Microarray data analysis. Data were entered into the Stanford Microarray Database (SMD) for normalization, filtering, and retrieval (24). The standard SMD normalization was selected for all arrays. The quality of the arrays was determined by three highly restrictive parameters, including a computed normalization close to 1, an appropriate data distribution, and consistent staining over the entire microarray. By these criteria, seven T-cell arrays (three pOka and four vOka), four HFF arrays (two pOka and two vOka), and seven skin arrays (three pOka and four vOka) were selected for analysis.
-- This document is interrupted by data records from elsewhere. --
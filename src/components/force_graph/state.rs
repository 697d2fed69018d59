use std::collections::{HashMap, HashSet};

use log::{debug, info, warn};

use super::physics;
use super::types::{PhysicsParams, SimNode};
use crate::analysis::RankedGraph;

#[derive(Clone, Debug, Default)]
pub struct DragState {
	pub node_idx: Option<usize>,
}

impl DragState {
	pub fn active(&self) -> bool {
		self.node_idx.is_some()
	}
}

#[derive(Clone, Debug, Default)]
pub struct HoverState {
	pub node: Option<usize>,
	pub neighbors: HashSet<usize>,
}

/// How an edge is drawn for the current hover.
#[derive(Clone, Copy, Debug, PartialEq, Eq)]
pub enum EdgeEmphasis {
	Normal,
	Highlighted,
	Dimmed,
}

/// How a node is drawn for the current hover.
#[derive(Clone, Copy, Debug, PartialEq, Eq)]
pub enum NodeEmphasis {
	Normal,
	Hovered,
	Dimmed,
}

/// Sole owner of the live layout.
///
/// Pointer handlers write into it between frames; `tick` and the renderer
/// run inside the animation frame. Everything happens on the UI thread, so a
/// drag move is seen by the next render and a release hands the node back to
/// physics before the next step.
pub struct ForceGraphState {
	pub nodes: Vec<SimNode>,
	pub edges: Vec<(usize, usize)>,
	pub params: PhysicsParams,
	pub drag: DragState,
	pub hover: HoverState,
	pub width: f64,
	pub height: f64,
	/// Wall-clock seconds of the last tick; drives the glow pulse.
	pub flow_time: f64,
	running: bool,
	index: HashMap<String, usize>,
	seed: u64,
}

impl ForceGraphState {
	pub fn new(graph: &RankedGraph, width: f64, height: f64, seed: u64) -> Self {
		let mut state = Self {
			nodes: Vec::new(),
			edges: Vec::new(),
			params: PhysicsParams::default(),
			drag: DragState::default(),
			hover: HoverState::default(),
			width,
			height,
			flow_time: 0.0,
			running: true,
			index: HashMap::new(),
			seed,
		};
		state.load(graph, &HashMap::new());
		state
	}

	/// Swap in a new dataset. Ids that survive keep their on-screen position;
	/// new ids take the supplied position or a random spot. Drag and hover
	/// are cleared since their indices no longer mean anything.
	pub fn replace_data(&mut self, graph: &RankedGraph) {
		let previous: HashMap<String, (f64, f64)> = self
			.nodes
			.drain(..)
			.map(|n| (n.id, (n.x, n.y)))
			.collect();
		self.drag = DragState::default();
		self.hover = HoverState::default();
		self.load(graph, &previous);
		let carried = self
			.nodes
			.iter()
			.filter(|n| previous.contains_key(&n.id))
			.count();
		info!(
			"replaced dataset: {} nodes ({} carried over), {} edges",
			self.nodes.len(),
			carried,
			self.edges.len()
		);
	}

	fn load(&mut self, graph: &RankedGraph, previous: &HashMap<String, (f64, f64)>) {
		self.seed = self.seed.wrapping_add(1);
		let (seed, width, height) = (self.seed, self.width, self.height);
		let pad = self.params.wall_padding;
		self.nodes = graph
			.nodes
			.iter()
			.map(|node| {
				let (x, y) = previous
					.get(&node.id)
					.copied()
					.or(node.position)
					.unwrap_or_else(|| scatter(&node.id, seed, width, height, pad));
				SimNode::new(node, x, y)
			})
			.collect();

		self.index = self
			.nodes
			.iter()
			.enumerate()
			.map(|(i, n)| (n.id.clone(), i))
			.collect();

		let mut skipped = 0usize;
		self.edges = graph
			.links
			.iter()
			.filter_map(|link| {
				match (self.index.get(&link.source), self.index.get(&link.target)) {
					(Some(&src), Some(&tgt)) if src != tgt => Some((src, tgt)),
					(Some(_), Some(_)) => None,
					_ => {
						skipped += 1;
						None
					}
				}
			})
			.collect();
		if skipped > 0 {
			warn!("skipped {skipped} links with unknown endpoints");
		}
	}

	pub fn set_hover(&mut self, node: Option<usize>) {
		if self.hover.node == node {
			return;
		}
		self.hover.node = node;
		self.hover.neighbors.clear();
		if let Some(idx) = node {
			for &(src, tgt) in &self.edges {
				if src == idx {
					self.hover.neighbors.insert(tgt);
				} else if tgt == idx {
					self.hover.neighbors.insert(src);
				}
			}
		}
	}

	pub fn has_active_highlight(&self) -> bool {
		self.hover.node.is_some()
	}

	pub fn edge_emphasis(&self, src: usize, tgt: usize) -> EdgeEmphasis {
		match self.hover.node {
			None => EdgeEmphasis::Normal,
			Some(h) if h == src || h == tgt => EdgeEmphasis::Highlighted,
			Some(_) => EdgeEmphasis::Dimmed,
		}
	}

	pub fn node_emphasis(&self, idx: usize) -> NodeEmphasis {
		match self.hover.node {
			None => NodeEmphasis::Normal,
			Some(h) if h == idx => NodeEmphasis::Hovered,
			Some(_) if self.hover.neighbors.contains(&idx) => NodeEmphasis::Normal,
			Some(_) => NodeEmphasis::Dimmed,
		}
	}

	/// One physics step per frame. `clock` is wall-clock seconds, so the
	/// pulse phase does not depend on the display's frame rate.
	pub fn tick(&mut self, clock: f64) {
		if !self.running {
			return;
		}
		physics::step(
			&mut self.nodes,
			&self.edges,
			self.width,
			self.height,
			&self.params,
		);
		self.flow_time = clock;
	}

	pub fn resize(&mut self, width: f64, height: f64) {
		self.width = width;
		self.height = height;
	}

	/// Ends the simulation for good. The animation loop checks
	/// `is_running` every frame and drops itself once this is called.
	pub fn stop(&mut self) {
		if self.running {
			debug!("simulation stopped");
		}
		self.running = false;
	}

	pub fn is_running(&self) -> bool {
		self.running
	}
}

/// Deterministic spot inside the padded viewport for a node with no position.
fn scatter(id: &str, seed: u64, width: f64, height: f64, pad: f64) -> (f64, f64) {
	let mut h = seed ^ 0xcbf2_9ce4_8422_2325;
	for b in id.bytes() {
		h = (h ^ b as u64).wrapping_mul(0x0100_0000_01b3);
	}
	let mut next = || {
		h = h.wrapping_add(0x9e37_79b9_7f4a_7c15);
		let mut z = h;
		z = (z ^ (z >> 30)).wrapping_mul(0xbf58_476d_1ce4_e5b9);
		z = (z ^ (z >> 27)).wrapping_mul(0x94d0_49bb_1331_11eb);
		((z ^ (z >> 31)) >> 11) as f64 / (1u64 << 53) as f64
	};
	let span_x = (width - 2.0 * pad).max(0.0);
	let span_y = (height - 2.0 * pad).max(0.0);
	(pad + next() * span_x, pad + next() * span_y)
}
The log (base 2) of the R/G normalized ratio (mean) was selected as the data to be retrieved for analysis. The data-filtering criteria required that spots, which correspond to arrayed genes, not be flagged and have a regression correlation value of >0.6, that each channel (e.g., color) for a spot have a intensity/background ratio of >1.5, that spots have a log2 of the R/G normalized ratio (mean) greater than 1 standard deviation from the mean, and that spots have an absolute value greater than 1.0 in at least two (HFFs) or three (T cells) arrays. To be included in the data analysis, a gene was required to meet these criteria on >70% of the arrays for each cell type, that is, on three out of the four HFF arrays or five out of seven T-cell or skin arrays.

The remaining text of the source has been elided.